Dataset entries
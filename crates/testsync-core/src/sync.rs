//! End-to-end sync of one run.

use std::sync::Arc;
use std::time::Instant;

use chrono::{DateTime, Utc};
use serde::{Deserialize, Serialize};
use testsync_state::TestStore;
use tracing::info;

use crate::config::SyncConfig;
use crate::error::Result;
use crate::flatten::flatten_tests;
use crate::reconcile::{Changes, ReconcileStats, Reconciler};
use crate::report::has_new_results;
use crate::run::RunResults;
use crate::stacks::{FrameSource, StackFrame, StackResolver};
use crate::summary::{refresh_header, TrackedSummary};

/// Everything one sync produced.
#[derive(Debug, Clone, Serialize, Deserialize)]
#[serde(rename_all = "camelCase")]
pub struct SyncReport {
    pub namespace: String,

    /// Number of leaf tests in the run.
    pub tests: usize,

    /// Changes recorded in the store, `None` when no store was used.
    pub changes: Option<Changes>,

    pub stats: Option<ReconcileStats>,

    pub summary: Option<TrackedSummary>,

    pub stacks: Vec<StackFrame>,

    pub has_new_results: bool,

    pub generated_at: DateTime<Utc>,

    pub duration_ms: u64,
}

impl SyncReport {
    /// Changes, or an empty map when no store was used.
    pub fn changes_or_empty(&self) -> Changes {
        self.changes.clone().unwrap_or_default()
    }
}

/// Sync orchestrator.
pub struct SyncPipeline;

impl SyncPipeline {
    /// Flatten the run, reconcile it into `store` (if any), refresh the store
    /// header, then resolve failure frames.
    ///
    /// Store failures abort the sync; stack resolution never does.
    pub async fn run(
        store: Option<Arc<dyn TestStore>>,
        frames: Arc<dyn FrameSource>,
        config: &SyncConfig,
        run: &RunResults,
    ) -> Result<SyncReport> {
        let start = Instant::now();
        config.validate()?;

        let tests = flatten_tests(&run.files);
        info!(
            namespace = %config.namespace,
            files = run.files.len(),
            tests = tests.len(),
            "Flattened run"
        );

        let (changes, stats, summary) = match &store {
            Some(store) => {
                let outcome = Reconciler::new(store.clone(), config.namespace.clone())
                    .reconcile(&tests)
                    .await?;
                let summary = refresh_header(store.as_ref()).await?;
                (Some(outcome.changes), Some(outcome.stats), Some(summary))
            }
            None => {
                info!("No store configured, skipping reconciliation");
                (None, None, None)
            }
        };

        let mut resolver = StackResolver::new(frames, config.poll_budget());
        let stacks = resolver.resolve(&run.files).await;
        info!(frames = stacks.len(), "Resolved failure stacks");

        let has_new_results = has_new_results(changes.as_ref(), &run.files);

        Ok(SyncReport {
            namespace: config.namespace.clone(),
            tests: tests.len(),
            changes,
            stats,
            summary,
            stacks,
            has_new_results,
            generated_at: Utc::now(),
            duration_ms: start.elapsed().as_millis() as u64,
        })
    }
}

§ Action item
Set down the records again, exactly.

§ Expected output
filename crates/testsync-core/src/sync.rs
//! End-to-end sync of one run.

use std::sync::Arc;
use std::time::Instant;

use chrono::{DateTime, Utc};
use serde::{Deserialize, Serialize};
use testsync_state::TestStore;
use tracing::info;

use crate::config::SyncConfig;
use crate::error::Result;
use crate::flatten::flatten_tests;
use crate::reconcile::{Changes, ReconcileStats, Reconciler};
use crate::report::has_new_results;
use crate::run::RunResults;
use crate::stacks::{FrameSource, StackFrame, StackResolver};
use crate::summary::{refresh_header, TrackedSummary};

/// Everything one sync produced.
#[derive(Debug, Clone, Serialize, Deserialize)]
#[serde(rename_all = "camelCase")]
pub struct SyncReport {
    pub namespace: String,

    /// Number of leaf tests in the run.
    pub tests: usize,

    /// Changes recorded in the store, `None` when no store was used.
    pub changes: Option<Changes>,

    pub stats: Option<ReconcileStats>,

    pub summary: Option<TrackedSummary>,

    pub stacks: Vec<StackFrame>,

    pub has_new_results: bool,

    pub generated_at: DateTime<Utc>,

    pub duration_ms: u64,
}

impl SyncReport {
    /// Changes, or an empty map when no store was used.
    pub fn changes_or_empty(&self) -> Changes {
        self.changes.clone().unwrap_or_default()
    }
}

/// Sync orchestrator.
pub struct SyncPipeline;

impl SyncPipeline {
    /// Flatten the run, reconcile it into `store` (if any), refresh the store
    /// header, then resolve failure frames.
    ///
    /// Store failures abort the sync; stack resolution never does.
    pub async fn run(
        store: Option<Arc<dyn TestStore>>,
        frames: Arc<dyn FrameSource>,
        config: &SyncConfig,
        run: &RunResults,
    ) -> Result<SyncReport> {
        let start = Instant::now();
        config.validate()?;

        let tests = flatten_tests(&run.files);
        info!(
            namespace = %config.namespace,
            files = run.files.len(),
            tests = tests.len(),
            "Flattened run"
        );

        let (changes, stats, summary) = match &store {
            Some(store) => {
                let outcome = Reconciler::new(store.clone(), config.namespace.clone())
                    .reconcile(&tests)
                    .await?;
                let summary = refresh_header(store.as_ref()).await?;
                (Some(outcome.changes), Some(outcome.stats), Some(summary))
            }
            None => {
                info!("No store configured, skipping reconciliation");
                (None, None, None)
            }
        };

        let mut resolver = StackResolver::new(frames, config.poll_budget());
        let stacks = resolver.resolve(&run.files).await;
        info!(frames = stacks.len(), "Resolved failure stacks");

        let has_new_results = has_new_results(changes.as_ref(), &run.files);

        Ok(SyncReport {
            namespace: config.namespace.clone(),
            tests: tests.len(),
            changes,
            stats,
            summary,
            stacks,
            has_new_results,
            generated_at: Utc::now(),
            duration_ms: start.elapsed().as_millis() as u64,
        })
    }
}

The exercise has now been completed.